Wbrew pozorom „dziaders” i „smarkacz” z jednej są ulepieni gliny. Z gliny oportunizmu. Te dwa symetryczne i jednako obraźliwe określenia skupiają się na czymś, co zapomniana polszczyzna zwała kiedyś niewczesnością. Dziaders jest „nie w czas”, bo zapóźniony i nienadążający za przemianami kulturowymi, a smarkacz jest „nie w czas”, bo niedojrzały jeszcze do zrozumienia głębszych pokładów i genealogii urządzeń życia społecznego. A może nikt nie jest „w czas”, czyli w pełni dojrzały, rozumiejący świat, odpowiedzialny i samodzielny? Może wyobcowanie jest tak powszechne, że nie można traktować go jak wady ani choroby?
Bądź tu mądry! Myślę, że mądrych już nie ma.
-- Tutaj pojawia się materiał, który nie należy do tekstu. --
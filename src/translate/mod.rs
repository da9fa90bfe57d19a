//! Translator interface consumed by the row builder.
//!
//! A [`Translator`] turns a [`TranslationRequest`] into a chunked
//! [`TranslatorResult`] from which the row builder pulls one row's worth of
//! output at a time. The crate ships [`PlainTranslator`], which passes text
//! through unchanged and breaks rows at whitespace and hyphens.

mod aggregate;
mod plain;

pub use aggregate::AggregatedResult;
pub use plain::{PlainResult, PlainTranslator};

use std::fmt;

use crate::error::Result;
use crate::model::Marker;

/// A request to translate a piece of text.
#[derive(Debug, Clone, Default, PartialEq, Eq)]
pub struct TranslationRequest {
    /// Text to translate
    pub text: String,
    /// Locale of the text
    pub locale: Option<String>,
    /// Whether hyphenation is allowed
    pub hyphenate: bool,
    /// Opaque style attributes
    pub attributes: Option<String>,
}

impl TranslationRequest {
    /// Create a request for plain text.
    pub fn text(text: impl Into<String>) -> Self {
        Self {
            text: text.into(),
            ..Default::default()
        }
    }

    /// Set the locale.
    pub fn with_locale(mut self, locale: Option<String>) -> Self {
        self.locale = locale;
        self
    }

    /// Allow or forbid hyphenation.
    pub fn with_hyphenate(mut self, hyphenate: bool) -> Self {
        self.hyphenate = hyphenate;
        self
    }

    /// Set the attributes.
    pub fn with_attributes(mut self, attributes: Option<String>) -> Self {
        self.attributes = attributes;
        self
    }
}

/// Translated text, consumed one row chunk at a time.
pub trait TranslatorResult: fmt::Debug {
    /// Take the next chunk of at most `limit` characters.
    ///
    /// When nothing fits and `force` is set, the chunk is broken mid-word so
    /// that the caller always makes progress. Without `force` an empty
    /// string is returned instead.
    fn next_row(&mut self, limit: usize, force: bool) -> String;

    /// Check if there is output left.
    fn has_next(&self) -> bool;

    /// Number of characters left.
    fn count_remaining(&self) -> usize;

    /// Everything left, without consuming it.
    fn translated_remainder(&self) -> String;

    /// Number of forced (mid-word) breaks, if the result tracks them.
    fn forced_break_count(&self) -> Option<usize> {
        None
    }

    /// Take markers and anchors passed since the last call.
    fn take_pending(&mut self) -> (Vec<Marker>, Vec<String>) {
        (Vec::new(), Vec::new())
    }

    /// Independent copy of this result and its position.
    fn box_clone(&self) -> Box<dyn TranslatorResult>;
}

impl Clone for Box<dyn TranslatorResult> {
    fn clone(&self) -> Self {
        self.box_clone()
    }
}

/// Translates text into output cells.
pub trait Translator: fmt::Debug {
    /// Translate a request.
    fn translate(&self, request: &TranslationRequest) -> Result<Box<dyn TranslatorResult>>;

    /// Translate a request and return all of it at once.
    fn translate_whole(&self, request: &TranslationRequest) -> Result<String> {
        Ok(self.translate(request)?.translated_remainder())
    }
}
Nikt nie nadąża za obrotem spraw, bo historia się zagęściła, przyśpieszyła i zglobalizowała. Doświadczenie jednostki nie ogarnia już żadnej z „epok” ani „kultur”. Każdy z nas jest tu tylko turystą i zwiedza świat autokarem bez przewodnika. Zaleźliśmy się w czasie, który wciąż jeszcze należy do tzw. nowoczesności, lecz nie ma już swoich wizjonerów, rewolucjonistów ani filozofów, co jak ta sowa Minerwy „wylatują o zmierzchu”, aby nam opowiedzieć, co właściwie się wydarzyło.
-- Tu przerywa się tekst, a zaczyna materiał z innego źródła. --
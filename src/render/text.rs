//! Plain text rendering for paginated sheets.

use crate::error::Result;
use crate::paginate::Sheet;

use super::{RenderEvent, RenderOptions, StreamingRenderer};

/// Convert sheets to plain text.
///
/// Each row ends with a newline and pages are joined with
/// [`RenderOptions::page_separator`].
pub fn to_text(sheets: &[Sheet], options: &RenderOptions) -> Result<String> {
    let mut pages = Vec::new();
    let mut current = String::new();
    for event in StreamingRenderer::new(sheets, options.clone()) {
        match event {
            RenderEvent::Row(line) => {
                current.push_str(&line);
                current.push('\n');
            }
            RenderEvent::PageEnd { .. } => pages.push(std::mem::take(&mut current)),
            _ => {}
        }
    }
    Ok(pages.join(&options.page_separator))
}
//! Segment-level types: the smallest units of block content.

use regex::Regex;
use serde::{Deserialize, Serialize};
use std::sync::OnceLock;

use crate::context::Context;

/// A unit of block content.
#[derive(Debug, Clone, PartialEq, Serialize, Deserialize)]
#[serde(tag = "type", rename_all = "snake_case")]
pub enum Segment {
    /// A run of text to translate
    Text {
        /// The text content
        text: String,
        /// Translation properties
        #[serde(default)]
        properties: TextProperties,
        /// Opaque style attributes forwarded to the translator
        #[serde(default)]
        attributes: Option<String>,
    },

    /// A fill pattern aligning the following content at a column
    Leader(Leader),

    /// The page number of an anchor, resolved through the cross-reference store
    Reference {
        /// Anchor identifier
        ref_id: String,
        /// How to format the number
        #[serde(default)]
        numeral_style: NumeralStyle,
    },

    /// A marker attached to the row (or page) where it lands
    Marker(Marker),

    /// An anchor attached to the row where it lands
    Anchor {
        /// Anchor identifier
        id: String,
    },

    /// An expression rendered against the layout context
    Evaluate {
        /// The expression
        expression: Expression,
        /// Translation properties
        #[serde(default)]
        properties: TextProperties,
    },

    /// A forced line break
    NewLine,
}

impl Segment {
    /// Create a text segment with default properties.
    pub fn text(text: impl Into<String>) -> Self {
        Segment::Text {
            text: text.into(),
            properties: TextProperties::default(),
            attributes: None,
        }
    }

    /// Create a leader segment.
    pub fn leader(pattern: impl Into<String>, position: Position, alignment: LeaderAlignment) -> Self {
        Segment::Leader(Leader {
            pattern: pattern.into(),
            position,
            alignment,
        })
    }

    /// Create a page number reference with decimal numerals.
    pub fn reference(ref_id: impl Into<String>) -> Self {
        Segment::Reference {
            ref_id: ref_id.into(),
            numeral_style: NumeralStyle::Decimal,
        }
    }

    /// Create a marker segment.
    pub fn marker(name: impl Into<String>, value: impl Into<String>) -> Self {
        Segment::Marker(Marker::new(name, value))
    }

    /// Create an anchor segment.
    pub fn anchor(id: impl Into<String>) -> Self {
        Segment::Anchor { id: id.into() }
    }

    /// Create an evaluate segment.
    pub fn evaluate(expression: impl Into<String>) -> Self {
        Segment::Evaluate {
            expression: Expression::new(expression),
            properties: TextProperties::default(),
        }
    }

    /// Create a forced line break.
    pub fn new_line() -> Self {
        Segment::NewLine
    }

    /// Check if processing this segment could start or extend a row.
    ///
    /// Markers, anchors, empty text and empty evaluations never do.
    pub fn could_produce_row(&self, context: &Context) -> bool {
        match self {
            Segment::Marker(_) | Segment::Anchor { .. } => false,
            Segment::Evaluate { expression, .. } => !expression.render(context).is_empty(),
            Segment::Text { text, .. } => !text.is_empty(),
            Segment::Leader(_) | Segment::Reference { .. } | Segment::NewLine => true,
        }
    }
}

/// Properties controlling how a text segment is translated.
#[derive(Debug, Clone, PartialEq, Serialize, Deserialize)]
#[serde(default)]
pub struct TextProperties {
    /// Locale of the text (e.g. "en-US")
    pub locale: Option<String>,

    /// Whether the translator may hyphenate
    pub hyphenate: bool,
}

impl Default for TextProperties {
    fn default() -> Self {
        Self {
            locale: None,
            hyphenate: true,
        }
    }
}

/// A tab-like fill run.
#[derive(Debug, Clone, PartialEq, Serialize, Deserialize)]
pub struct Leader {
    /// Fill pattern, repeated (and truncated) to the fill length
    pub pattern: String,

    /// Target column
    pub position: Position,

    /// Alignment of the content following the leader at the target column
    #[serde(default)]
    pub alignment: LeaderAlignment,
}

impl Leader {
    /// Target column for a row of the given width.
    pub fn target_column(&self, width: usize) -> usize {
        self.position.make_absolute(width)
    }
}

/// A column position, absolute or relative to the available width.
#[derive(Debug, Clone, Copy, PartialEq, Serialize, Deserialize)]
#[serde(rename_all = "snake_case")]
pub enum Position {
    /// Column counted from the start of the flow
    Absolute(usize),
    /// Fraction (0.0-1.0) of the available width
    Relative(f64),
}

impl Position {
    /// Resolve to an absolute column.
    pub fn make_absolute(&self, width: usize) -> usize {
        match *self {
            Position::Absolute(col) => col,
            Position::Relative(fraction) => (fraction.clamp(0.0, 1.0) * width as f64) as usize,
        }
    }
}

/// Where content after a leader sits relative to the leader's target column.
#[derive(Debug, Clone, Copy, Default, PartialEq, Eq, Serialize, Deserialize)]
#[serde(rename_all = "snake_case")]
pub enum LeaderAlignment {
    /// Content starts at the target column
    #[default]
    Left,
    /// Content is centered on the target column
    Center,
    /// Content ends at the target column
    Right,
}

impl LeaderAlignment {
    /// Columns to pull the leader back by for content of the given length.
    pub fn adjustment(&self, content_len: usize) -> usize {
        match self {
            LeaderAlignment::Left => 0,
            LeaderAlignment::Center => content_len / 2,
            LeaderAlignment::Right => content_len,
        }
    }
}

/// Numeral style for page number references and fields.
#[derive(Debug, Clone, Copy, Default, PartialEq, Eq, Serialize, Deserialize)]
#[serde(rename_all = "snake_case")]
pub enum NumeralStyle {
    /// 1, 2, 3
    #[default]
    Decimal,
    /// I, II, III
    UpperRoman,
    /// i, ii, iii
    LowerRoman,
    /// A, B, ..., Z, AA
    UpperAlpha,
    /// a, b, ..., z, aa
    LowerAlpha,
}

impl NumeralStyle {
    /// Format a number.
    pub fn format(&self, value: u32) -> String {
        match self {
            NumeralStyle::Decimal => value.to_string(),
            NumeralStyle::UpperRoman => to_roman(value),
            NumeralStyle::LowerRoman => to_roman(value).to_lowercase(),
            NumeralStyle::UpperAlpha => to_alpha(value),
            NumeralStyle::LowerAlpha => to_alpha(value).to_lowercase(),
        }
    }
}

/// Convert number to Roman numerals.
fn to_roman(mut num: u32) -> String {
    let numerals = [
        (1000, "M"),
        (900, "CM"),
        (500, "D"),
        (400, "CD"),
        (100, "C"),
        (90, "XC"),
        (50, "L"),
        (40, "XL"),
        (10, "X"),
        (9, "IX"),
        (5, "V"),
        (4, "IV"),
        (1, "I"),
    ];

    let mut result = String::new();
    for (value, symbol) in numerals {
        while num >= value {
            result.push_str(symbol);
            num -= value;
        }
    }
    result
}

/// Bijective base-26: 1 = A, 26 = Z, 27 = AA.
fn to_alpha(mut num: u32) -> String {
    let mut letters = Vec::new();
    while num > 0 {
        num -= 1;
        letters.push((b'A' + (num % 26) as u8) as char);
        num /= 26;
    }
    letters.iter().rev().collect()
}

/// A named value attached to the row or page where it lands.
#[derive(Debug, Clone, PartialEq, Eq, Serialize, Deserialize)]
pub struct Marker {
    /// Marker class
    pub name: String,
    /// Marker value
    pub value: String,
}

impl Marker {
    /// Create a marker.
    pub fn new(name: impl Into<String>, value: impl Into<String>) -> Self {
        Self {
            name: name.into(),
            value: value.into(),
        }
    }
}

/// A text template whose `{name}` placeholders resolve against a [`Context`].
///
/// Unknown names render as the empty string.
#[derive(Debug, Clone, PartialEq, Eq, Serialize, Deserialize)]
#[serde(transparent)]
pub struct Expression(String);

fn placeholder_regex() -> &'static Regex {
    static RE: OnceLock<Regex> = OnceLock::new();
    RE.get_or_init(|| Regex::new(r"\{([A-Za-z_][A-Za-z0-9_-]*)\}").expect("static pattern"))
}

impl Expression {
    /// Create an expression from its template text.
    pub fn new(template: impl Into<String>) -> Self {
        Self(template.into())
    }

    /// The template text.
    pub fn as_str(&self) -> &str {
        &self.0
    }

    /// Render the expression.
    pub fn render(&self, context: &Context) -> String {
        placeholder_regex()
            .replace_all(&self.0, |caps: &regex::Captures<'_>| {
                context.lookup(&caps[1]).unwrap_or_default()
            })
            .into_owned()
    }
}

#[cfg(test)]
mod tests {
    use super::*;

    #[test]
    fn test_numeral_styles() {
        assert_eq!(NumeralStyle::Decimal.format(42), "42");
        assert_eq!(NumeralStyle::UpperRoman.format(14), "XIV");
        assert_eq!(NumeralStyle::LowerRoman.format(9), "ix");
        assert_eq!(NumeralStyle::UpperAlpha.format(1), "A");
        assert_eq!(NumeralStyle::UpperAlpha.format(27), "AA");
        assert_eq!(NumeralStyle::LowerAlpha.format(26), "z");
    }

    #[test]
    fn test_position_make_absolute() {
        assert_eq!(Position::Absolute(8).make_absolute(20), 8);
        assert_eq!(Position::Relative(0.5).make_absolute(20), 10);
        assert_eq!(Position::Relative(1.0).make_absolute(30), 30);
    }

    #[test]
    fn test_leader_alignment_adjustment() {
        assert_eq!(LeaderAlignment::Left.adjustment(4), 0);
        assert_eq!(LeaderAlignment::Center.adjustment(5), 2);
        assert_eq!(LeaderAlignment::Right.adjustment(4), 4);
    }

    #[test]
    fn test_expression_render() {
        let ctx = Context::new().at_page(3).with_variable("title", "Notes");
        let expr = Expression::new("{title}, page {page}{unknown}");
        assert_eq!(expr.render(&ctx), "Notes, page 3");
        assert_eq!(Expression::new("{nothing}").render(&ctx), "");
    }

    #[test]
    fn test_could_produce_row() {
        let ctx = Context::new();
        assert!(!Segment::marker("m", "v").could_produce_row(&ctx));
        assert!(!Segment::anchor("a").could_produce_row(&ctx));
        assert!(!Segment::text("").could_produce_row(&ctx));
        assert!(!Segment::evaluate("{missing}").could_produce_row(&ctx));
        assert!(Segment::evaluate("{volume}").could_produce_row(&ctx));
        assert!(Segment::new_line().could_produce_row(&ctx));
    }

    #[test]
    fn test_segment_serde_tagged() {
        let json = r#"[{"type":"text","text":"Hi"},{"type":"new_line"},{"type":"anchor","id":"a1"}]"#;
        let segments: Vec<Segment> = serde_json::from_str(json).unwrap();
        assert_eq!(segments[0], Segment::text("Hi"));
        assert_eq!(segments[1], Segment::NewLine);
        assert_eq!(segments[2], Segment::anchor("a1"));
    }
}
//! Static rows around the page area, and block rendering for it.

use std::rc::Rc;

use crate::context::Context;
use crate::error::Result;
use crate::formatter::FormatterContext;
use crate::layout::BlockContentManager;
use crate::model::{Block, LayoutMaster, Row};
use crate::refs::CrossReferences;

use super::page::rows_needed;

/// Rows placed before and after the page-area content of every page.
#[derive(Debug, Clone, Default, PartialEq)]
pub struct PageAreaContent {
    before: Vec<Row>,
    after: Vec<Row>,
}

impl PageAreaContent {
    /// Render the static page-area blocks of `master`.
    pub fn new(
        master: &LayoutMaster,
        fcontext: &Rc<FormatterContext>,
        refs: &mut dyn CrossReferences,
        context: &Context,
    ) -> Result<Self> {
        let Some(area) = &master.page_area else {
            return Ok(Self::default());
        };
        let width = master.flow_width();
        Ok(Self {
            before: render_rows(&area.before, width, fcontext, refs, context)?,
            after: render_rows(&area.after, width, fcontext, refs, context)?,
        })
    }

    /// Wrap rows that are already rendered.
    pub fn from_rows(before: Vec<Row>, after: Vec<Row>) -> Self {
        Self { before, after }
    }

    pub fn before(&self) -> &[Row] {
        &self.before
    }

    pub fn after(&self) -> &[Row] {
        &self.after
    }

    /// Height of the static rows.
    pub fn space_needed(&self, default_spacing: f32) -> f32 {
        rows_needed(&self.before, default_spacing) + rows_needed(&self.after, default_spacing)
    }
}

/// Content rows of `blocks`, laid out in full.
pub fn render_rows(
    blocks: &[Block],
    flow_width: usize,
    fcontext: &Rc<FormatterContext>,
    refs: &mut dyn CrossReferences,
    context: &Context,
) -> Result<Vec<Row>> {
    let mut rows = Vec::new();
    for block in blocks {
        let mut bcm = BlockContentManager::new(block, flow_width, Rc::clone(fcontext), refs, context)?;
        let count = bcm.row_count(refs, context)?;
        for i in 0..count {
            rows.push(bcm.row(i, refs, context)?.clone());
        }
    }
    Ok(rows)
}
Hermann Hesse jeszcze przed wojną nazwał nasze czasy epoką felietonu. To celne określenie i felietoniście miłe, choć przecież nie o pochwałę w nim chodzi, bo w pojęciu staroświeckich arystokratów ducha, jak Mann czy Hesse, wszystko to jest płochość, igraszka i barbaria. Pewnie tak. Publicystyka to rzecz zapewne niezbyt ambitna, lecz nie wymyśliliśmy jak dotąd nic lepszego, co pozwalałoby nam na masową skalę zorientować się w świecie. Miały się tym zająć nauki, z pomocą specjalistów od edukacji, lecz jakoś się nie udało. Szkoła nie tłumaczy świata, nauki czynią to w sposób skrajnie rozproszony i nieskoordynowany, przeto zostaje jedynie swobodna narracja literatury, eseju, filmu.